[Material for this exercise]
//! The per-request parameter mapping and the request/response views that
//! parameter loggers read from.

use axum::{
    body::{Body, Bytes},
    extract::{ConnectInfo, Query},
    http::{header, response::Parts, HeaderMap, Request, StatusCode},
};
use futures::stream;
use http_body::Body as _;
use serde_json::{Map, Value};
use std::net::SocketAddr;
use tracing::warn;

pub mod nested;

/// Ordered field name -> value mapping emitted once per request.
pub type Parameters = Map<String, Value>;

/// Merge `incoming` into `base`.
///
/// When both sides hold an object under the same key the objects are merged
/// recursively; any other collision is won by `incoming`.
pub fn deep_merge(base: &mut Parameters, incoming: Parameters) {
    for (key, new_value) in incoming {
        match (base.get_mut(&key), new_value) {
            (Some(Value::Object(existing)), Value::Object(new_object)) => {
                deep_merge(existing, new_object);
            }
            (_, new_value) => {
                base.insert(key, new_value);
            }
        }
    }
}

/// Round to two decimal places.
pub fn round2(value: f64) -> f64 {
    (value * 100.0).round() / 100.0
}

/// What loggers get to see of the inbound request.
#[derive(Debug, Clone, Default)]
pub struct RequestInfo {
    pub method: String,
    pub path: String,
    pub params: Parameters,
    pub host: String,
    pub headers: HeaderMap,
    pub peer_addr: Option<SocketAddr>,
}

impl RequestInfo {
    /// Reads everything but the body. `params` holds the query string.
    pub fn from_request<B>(request: &Request<B>) -> Self {
        let params = Query::<Vec<(String, String)>>::try_from_uri(request.uri())
            .map(|Query(pairs)| nested::decode(pairs))
            .unwrap_or_default();

        let host = request
            .headers()
            .get(header::HOST)
            .and_then(|v| v.to_str().ok())
            .map(strip_port)
            .or_else(|| request.uri().host().map(str::to_string))
            .unwrap_or_default();

        let peer_addr = request
            .extensions()
            .get::<ConnectInfo<SocketAddr>>()
            .map(|ConnectInfo(addr)| *addr);

        Self {
            method: request.method().to_string(),
            path: request.uri().path().to_string(),
            params,
            host,
            headers: request.headers().clone(),
            peer_addr,
        }
    }

    /// Like [`RequestInfo::from_request`], adding the pairs of a
    /// form-encoded body to `params`.
    ///
    /// The body is read only when its length is known and at most `limit`
    /// bytes, and handed back with the request either way. A body that
    /// fails while being read is handed back as one that fails the same
    /// way.
    pub async fn capture(request: Request<Body>, limit: usize) -> (Request<Body>, Self) {
        let mut info = Self::from_request(&request);
        if !is_form(request.headers()) {
            return (request, info);
        }

        let (parts, body) = request.into_parts();
        let fits = body
            .size_hint()
            .upper()
            .is_some_and(|len| len <= limit as u64);
        if !fits {
            return (Request::from_parts(parts, body), info);
        }

        let body = match axum::body::to_bytes(body, limit).await {
            Ok(bytes) => {
                match serde_urlencoded::from_bytes::<Vec<(String, String)>>(&bytes) {
                    Ok(pairs) => {
                        for (key, value) in pairs {
                            nested::insert(&mut info.params, &key, Value::String(value));
                        }
                    }
                    Err(err) => warn!(error = %err, "Failed to decode form parameters"),
                }
                Body::from(bytes)
            }
            Err(err) => {
                warn!(error = %err, "Failed to read form body for logging");
                Body::from_stream(stream::once(async move { Err::<Bytes, _>(err) }))
            }
        };

        (Request::from_parts(parts, body), info)
    }
}

fn is_form(headers: &HeaderMap) -> bool {
    headers
        .get(header::CONTENT_TYPE)
        .and_then(|v| v.to_str().ok())
        .and_then(|v| v.split(';').next())
        .is_some_and(|mime| {
            mime.trim()
                .eq_ignore_ascii_case("application/x-www-form-urlencoded")
        })
}

fn strip_port(host: &str) -> String {
    // Bracketed IPv6 literals keep their brackets, lose the port.
    if let Some(end) = host.find(']') {
        return host[..=end].to_string();
    }
    match host.rsplit_once(':') {
        Some((name, port)) if port.chars().all(|c| c.is_ascii_digit()) => name.to_string(),
        _ => host.to_string(),
    }
}

/// What loggers get to see of the outcome. For failures the body holds the
/// error message.
#[derive(Debug, Clone)]
pub struct ResponseInfo {
    pub status: StatusCode,
    pub headers: HeaderMap,
    pub body: Option<Bytes>,
}

impl ResponseInfo {
    pub fn new(status: StatusCode) -> Self {
        Self {
            status,
            headers: HeaderMap::new(),
            body: None,
        }
    }

    pub fn from_parts(parts: &Parts) -> Self {
        Self {
            status: parts.status,
            headers: parts.headers.clone(),
            body: None,
        }
    }

    pub fn with_body(mut self, body: impl Into<Bytes>) -> Self {
        self.body = Some(body.into());
        self
    }
}

#[cfg(test)]
mod tests {
    use super::*;
    use serde_json::json;

    fn object(value: Value) -> Parameters {
        match value {
            Value::Object(map) => map,
            _ => panic!("expected an object"),
        }
    }

    #[test]
    fn test_merge_combines_nested_objects() {
        let mut base = object(json!({"k": {"a": 1}}));
        deep_merge(&mut base, object(json!({"k": {"b": 2}})));
        assert_eq!(Value::Object(base), json!({"k": {"a": 1, "b": 2}}));
    }

    #[test]
    fn test_merge_recurses_below_first_level() {
        let mut base = object(json!({"k": {"inner": {"a": 1}, "keep": true}}));
        deep_merge(&mut base, object(json!({"k": {"inner": {"b": 2}}})));
        assert_eq!(
            Value::Object(base),
            json!({"k": {"inner": {"a": 1, "b": 2}, "keep": true}})
        );
    }

    #[test]
    fn test_merge_non_object_overwrites() {
        let mut base = object(json!({"k": {"a": 1}, "status": 200}));
        deep_merge(&mut base, object(json!({"k": "flat", "status": 201})));
        assert_eq!(Value::Object(base), json!({"k": "flat", "status": 201}));
    }

    #[test]
    fn test_merge_object_replaces_scalar() {
        let mut base = object(json!({"k": 1}));
        deep_merge(&mut base, object(json!({"k": {"b": 2}})));
        assert_eq!(Value::Object(base), json!({"k": {"b": 2}}));
    }

    #[test]
    fn test_merge_keeps_insertion_order() {
        let mut base = object(json!({"status": 200, "method": "GET"}));
        deep_merge(&mut base, object(json!({"extra": 1})));
        let keys: Vec<&String> = base.keys().collect();
        assert_eq!(keys, ["status", "method", "extra"]);
    }

    #[test]
    fn test_round2() {
        assert_eq!(round2(1.23456), 1.23);
        assert_eq!(round2(0.005_1), 0.01);
        assert_eq!(round2(0.0), 0.0);
    }

    #[test]
    fn test_request_info_reads_query_and_host() {
        let request = Request::builder()
            .method("POST")
            .uri("/api/v1/users?page=2&sort=name")
            .header(header::HOST, "api.example.com:8080")
            .body(())
            .unwrap();

        let info = RequestInfo::from_request(&request);
        assert_eq!(info.method, "POST");
        assert_eq!(info.path, "/api/v1/users");
        assert_eq!(info.host, "api.example.com");
        assert_eq!(
            Value::Object(info.params),
            json!({"page": "2", "sort": "name"})
        );
        assert!(info.peer_addr.is_none());
    }

    #[test]
    fn test_query_brackets_are_nested() {
        let request = Request::builder()
            .uri("/?ids[]=1&ids[]=2&user[name]=ann")
            .body(())
            .unwrap();

        let info = RequestInfo::from_request(&request);
        assert_eq!(
            Value::Object(info.params),
            json!({"ids": ["1", "2"], "user": {"name": "ann"}})
        );
    }

    #[tokio::test]
    async fn test_form_body_params_are_merged_and_body_kept() {
        let request = Request::builder()
            .method("POST")
            .uri("/session?remember=1")
            .header(header::CONTENT_TYPE, "application/x-www-form-urlencoded")
            .body(Body::from("user%5Bname%5D=ann&password=hunter2"))
            .unwrap();

        let (request, info) = RequestInfo::capture(request, 1024).await;
        assert_eq!(
            Value::Object(info.params),
            json!({"remember": "1", "user": {"name": "ann"}, "password": "hunter2"})
        );

        let body = axum::body::to_bytes(request.into_body(), usize::MAX)
            .await
            .unwrap();
        assert_eq!(&body[..], b"user%5Bname%5D=ann&password=hunter2");
    }

    #[tokio::test]
    async fn test_form_body_over_limit_is_not_read() {
        let request = Request::builder()
            .method("POST")
            .uri("/")
            .header(header::CONTENT_TYPE, "application/x-www-form-urlencoded")
            .body(Body::from("password=hunter2"))
            .unwrap();

        let (request, info) = RequestInfo::capture(request, 4).await;
        assert!(info.params.is_empty());

        let body = axum::body::to_bytes(request.into_body(), usize::MAX)
            .await
            .unwrap();
        assert_eq!(&body[..], b"password=hunter2");
    }

    #[tokio::test]
    async fn test_json_body_is_left_alone() {
        let request = Request::builder()
            .method("POST")
            .uri("/")
            .header(header::CONTENT_TYPE, "application/json")
            .body(Body::from(r#"{"password":"x"}"#))
            .unwrap();

        let (_, info) = RequestInfo::capture(request, 1024).await;
        assert!(info.params.is_empty());
    }

    #[test]
    fn test_strip_port_handles_ipv6() {
        assert_eq!(strip_port("[::1]:3000"), "[::1]");
        assert_eq!(strip_port("localhost"), "localhost");
    }
}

[Task instructions] Whenever a line of the material above contains the string "page", copy that line out.

[Result of the exercise]
            .uri("/api/v1/users?page=2&sort=name")
            json!({"page": "2", "sort": "name"})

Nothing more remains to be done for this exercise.